What is required. Only the lines from the beginning of the data below through the line that contains "profile to use" should be repeated, exactly as written.

(Saved data entries)
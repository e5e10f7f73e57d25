//! Clap derive structures for the `restreamer` CLI.
//!
//! Defines the complete command tree, global flags, and shared types.
//! Only depends on clap so the build script can render man pages from it.

use std::path::PathBuf;

use clap::{Args, Parser, Subcommand, ValueEnum};

// ── Top-Level CLI ────────────────────────────────────────────────────

/// restreamer -- manage datarhei Restreamer daemons
#[derive(Debug, Parser)]
#[command(
    name = "restreamer",
    version,
    about = "Manage Restreamer processes, outputs and storage from the command line",
    long_about = "A CLI for administering datarhei Restreamer daemons.\n\n\
        Talks to the daemon's v3 REST API: restream processes, dynamic\n\
        outputs, playout inputs, filesystems, metrics and FFmpeg skills.",
    propagate_version = true,
    subcommand_required = true,
    arg_required_else_help = true
)]
pub struct Cli {
    #[command(flatten)]
    pub global: GlobalOpts,

    #[command(subcommand)]
    pub command: Command,
}

// ── Global Options ───────────────────────────────────────────────────

#[derive(Debug, Args)]
pub struct GlobalOpts {
    /// Daemon profile to use
    #[arg(long, short = 'p', env = "RESTREAMER_PROFILE", global = true)]
    pub profile: Option<String>,

    /// Daemon URL, e.g. http://localhost:8080 (overrides profile)
    #[arg(long, short = 'u', env = "RESTREAMER_URL", global = true)]
    pub url: Option<String>,

    /// Login username (overrides profile)
    #[arg(long, env = "RESTREAMER_USERNAME", global = true)]
    pub username: Option<String>,

    /// Login password (overrides profile and keyring)
    #[arg(long, env = "RESTREAMER_PASSWORD", global = true, hide_env_values = true)]
    pub password: Option<String>,

    /// Output format
    #[arg(
        long,
        short = 'o',
        env = "RESTREAMER_OUTPUT",
        default_value = "table",
        global = true
    )]
    pub output: OutputFormat,

    /// When to use color output
    #[arg(long, default_value = "auto", global = true)]
    pub color: ColorMode,

    /// Increase verbosity (-v, -vv, -vvv)
    #[arg(long, short = 'v', action = clap::ArgAction::Count, global = true)]
    pub verbose: u8,

    /// Suppress non-error output
    #[arg(long, short = 'q', global = true)]
    pub quiet: bool,

    /// Skip confirmation prompts
    #[arg(long, short = 'y', global = true)]
    pub yes: bool,

    /// Accept self-signed TLS certificates
    #[arg(long, short = 'k', env = "RESTREAMER_INSECURE", global = true)]
    pub insecure: bool,

    /// Request timeout in seconds
    #[arg(long, env = "RESTREAMER_TIMEOUT", global = true)]
    pub timeout: Option<u64>,
}

// ── Output & Color Enums ─────────────────────────────────────────────

#[derive(Debug, Clone, ValueEnum)]
pub enum OutputFormat {
    /// Pretty table (default, interactive)
    Table,
    /// Pretty-printed JSON
    Json,
    /// Compact single-line JSON
    JsonCompact,
    /// YAML
    Yaml,
    /// Plain text, one value per line (scripting)
    Plain,
}

#[derive(Debug, Clone, ValueEnum)]
pub enum ColorMode {
    /// Auto-detect (color if terminal is interactive)
    Auto,
    /// Always emit color codes
    Always,
    /// Never emit color codes
    Never,
}

// ── Top-Level Command Enum ───────────────────────────────────────────

#[derive(Debug, Subcommand)]
pub enum Command {
    /// Check that the daemon is alive
    Ping,

    /// Show daemon name and version
    Info,

    /// Log in and report the token lifetime
    Login,

    /// Manage restream processes
    #[command(alias = "proc", alias = "ps")]
    Processes(ProcessesArgs),

    /// Manage dynamic outputs of a running process
    #[command(alias = "out")]
    Outputs(OutputsArgs),

    /// Publish one input to several platforms through one process
    #[command(alias = "ms")]
    Multistream(MultistreamArgs),

    /// Read and write stored metadata
    #[command(alias = "meta")]
    Metadata(MetadataArgs),

    /// Inspect and control process inputs
    Playout(PlayoutArgs),

    /// Browse and transfer files in daemon storages
    Fs(FsArgs),

    /// View live client sessions
    Sessions(SessionsArgs),

    /// Print the daemon log
    Logs,

    /// Query collected metrics
    Metrics(MetricsArgs),

    /// List streams on the built-in RTMP/SRT servers
    Streams(StreamsArgs),

    /// Show FFmpeg capabilities
    Skills(SkillsArgs),

    /// Read or replace the daemon configuration
    ServerConfig(ServerConfigArgs),

    /// Browse a local services.json streaming catalog
    Services(ServicesArgs),

    /// Manage CLI configuration and profiles
    Config(ConfigArgs),

    /// Generate shell completions
    Completions(CompletionsArgs),
}

// ── Shared arguments ─────────────────────────────────────────────────

/// Source of a JSON document: inline or from a file.
#[derive(Debug, Args)]
#[group(required = true, multiple = false)]
pub struct JsonInput {
    /// Inline JSON document
    #[arg(long)]
    pub json: Option<String>,

    /// Read the JSON document from a file
    #[arg(long, short = 'F')]
    pub from_file: Option<PathBuf>,
}

// ━━━━━━━━━━━━━━━━━━━━━━━━━━━━━━━━━━━━━━━━━━━━━━━━━━━━━━━━━━━━━━━━━━
//  PROCESSES
// ━━━━━━━━━━━━━━━━━━━━━━━━━━━━━━━━━━━━━━━━━━━━━━━━━━━━━━━━━━━━━━━━━━

#[derive(Debug, Args)]
pub struct ProcessesArgs {
    #[command(subcommand)]
    pub command: ProcessesCommand,
}

#[derive(Debug, Subcommand)]
pub enum ProcessesCommand {
    /// List all processes
    #[command(alias = "ls")]
    List,

    /// Show one process
    Get {
        /// Process ID
        id: String,
    },

    /// Create a process restreaming one input to several destinations
    Create {
        /// Reference label for the process
        #[arg(long, short = 'r')]
        reference: String,

        /// Input URL (e.g. rtmp://localhost/live/obs)
        #[arg(long, short = 'i')]
        input: String,

        /// Destination URL (repeat for each destination)
        #[arg(long = "output", short = 'O', required = true)]
        outputs: Vec<String>,

        /// FFmpeg video filter applied before fan-out
        #[arg(long)]
        video_filter: Option<String>,
    },

    /// Replace a process configuration
    Update {
        /// Process ID
        id: String,

        #[command(flatten)]
        config: JsonInput,
    },

    /// Delete a process
    #[command(alias = "rm")]
    Delete {
        /// Process ID
        id: String,
    },

    /// Start a process
    Start {
        /// Process ID
        id: String,
    },

    /// Stop a process
    Stop {
        /// Process ID
        id: String,
    },

    /// Restart a process
    Restart {
        /// Process ID
        id: String,
    },

    /// Show live encoder telemetry
    State {
        /// Process ID
        id: String,
    },

    /// Probe the process input for streams
    Probe {
        /// Process ID
        id: String,
    },

    /// Show the process log
    Logs {
        /// Process ID
        id: String,
    },

    /// Show the stored process configuration
    Config {
        /// Process ID
        id: String,
    },
}

// ━━━━━━━━━━━━━━━━━━━━━━━━━━━━━━━━━━━━━━━━━━━━━━━━━━━━━━━━━━━━━━━━━━
//  OUTPUTS
// ━━━━━━━━━━━━━━━━━━━━━━━━━━━━━━━━━━━━━━━━━━━━━━━━━━━━━━━━━━━━━━━━━━

#[derive(Debug, Args)]
pub struct OutputsArgs {
    #[command(subcommand)]
    pub command: OutputsCommand,
}

#[derive(Debug, Subcommand)]
pub enum OutputsCommand {
    /// List the outputs of a process
    #[command(alias = "ls")]
    List {
        /// Process ID
        process: String,
    },

    /// Attach a new destination to a running process
    Add {
        /// Process ID
        process: String,

        /// New output ID
        output: String,

        /// Destination URL
        url: String,

        /// FFmpeg video filter for this output
        #[arg(long)]
        video_filter: Option<String>,
    },

    /// Change the URL or filter of an output
    Update {
        /// Process ID
        process: String,

        /// Output ID
        output: String,

        /// New destination URL
        #[arg(long)]
        url: Option<String>,

        /// New video filter
        #[arg(long)]
        video_filter: Option<String>,
    },

    /// Detach an output from a running process
    #[command(alias = "rm")]
    Remove {
        /// Process ID
        process: String,

        /// Output ID
        output: String,
    },

    /// Show the encoding settings of an output
    EncodingGet {
        /// Process ID
        process: String,

        /// Output ID
        output: String,
    },

    /// Change the encoding settings of an output (unset flags are kept)
    EncodingSet {
        /// Process ID
        process: String,

        /// Output ID
        output: String,

        #[command(flatten)]
        encoding: EncodingOpts,
    },
}

#[derive(Debug, Args)]
pub struct EncodingOpts {
    /// Video bitrate in kbit/s
    #[arg(long)]
    pub video_bitrate: Option<u32>,

    /// Audio bitrate in kbit/s
    #[arg(long)]
    pub audio_bitrate: Option<u32>,

    /// Output resolution as WIDTHxHEIGHT (e.g. 1280x720)
    #[arg(long)]
    pub resolution: Option<String>,

    /// Frame rate as NUM/DEN or an integer (e.g. 30000/1001, 60)
    #[arg(long)]
    pub fps: Option<String>,

    /// Encoder preset (e.g. veryfast)
    #[arg(long)]
    pub preset: Option<String>,

    /// Encoder profile (e.g. high)
    #[arg(long)]
    pub profile: Option<String>,
}

// ━━━━━━━━━━━━━━━━━━━━━━━━━━━━━━━━━━━━━━━━━━━━━━━━━━━━━━━━━━━━━━━━━━
//  MULTISTREAM
// ━━━━━━━━━━━━━━━━━━━━━━━━━━━━━━━━━━━━━━━━━━━━━━━━━━━━━━━━━━━━━━━━━━

#[derive(Debug, Args)]
pub struct MultistreamArgs {
    #[command(subcommand)]
    pub command: MultistreamCommand,
}

#[derive(Debug, Subcommand)]
pub enum MultistreamCommand {
    /// List the built-in platforms and their ingest URLs
    Platforms {
        /// Orientation used to pick the ingest URL
        #[arg(long, default_value = "auto")]
        orientation: OrientationArg,
    },

    /// Print the video filter that reframes one orientation for another
    Filter {
        /// Source orientation
        #[arg(long)]
        from: OrientationArg,

        /// Destination orientation
        #[arg(long)]
        to: OrientationArg,
    },

    /// Start one process publishing to every destination
    Start {
        /// Input URL
        #[arg(long)]
        input: String,

        /// Platform destination as PLATFORM=STREAM_KEY (repeatable)
        #[arg(long = "to", value_name = "PLATFORM=KEY")]
        destinations: Vec<String>,

        /// Full publish URL of a custom destination (repeatable)
        #[arg(long = "custom", value_name = "URL")]
        custom: Vec<String>,

        /// Orientation of every destination
        #[arg(long, default_value = "auto")]
        orientation: OrientationArg,

        /// Process reference (generated when omitted)
        #[arg(long)]
        reference: Option<String>,
    },

    /// Stop the process running under a reference
    Stop {
        /// Process reference
        reference: String,
    },

    /// Report whether the process under a reference is running
    Status {
        /// Process reference
        reference: String,
    },
}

Written solution.
repository e5e10f7f73e57d25
//! Clap derive structures for the `restreamer` CLI.
//!
//! Defines the complete command tree, global flags, and shared types.
//! Only depends on clap so the build script can render man pages from it.

use std::path::PathBuf;

use clap::{Args, Parser, Subcommand, ValueEnum};

// ── Top-Level CLI ────────────────────────────────────────────────────

/// restreamer -- manage datarhei Restreamer daemons
#[derive(Debug, Parser)]
#[command(
    name = "restreamer",
    version,
    about = "Manage Restreamer processes, outputs and storage from the command line",
    long_about = "A CLI for administering datarhei Restreamer daemons.\n\n\
        Talks to the daemon's v3 REST API: restream processes, dynamic\n\
        outputs, playout inputs, filesystems, metrics and FFmpeg skills.",
    propagate_version = true,
    subcommand_required = true,
    arg_required_else_help = true
)]
pub struct Cli {
    #[command(flatten)]
    pub global: GlobalOpts,

    #[command(subcommand)]
    pub command: Command,
}

// ── Global Options ───────────────────────────────────────────────────

#[derive(Debug, Args)]
pub struct GlobalOpts {
    /// Daemon profile to use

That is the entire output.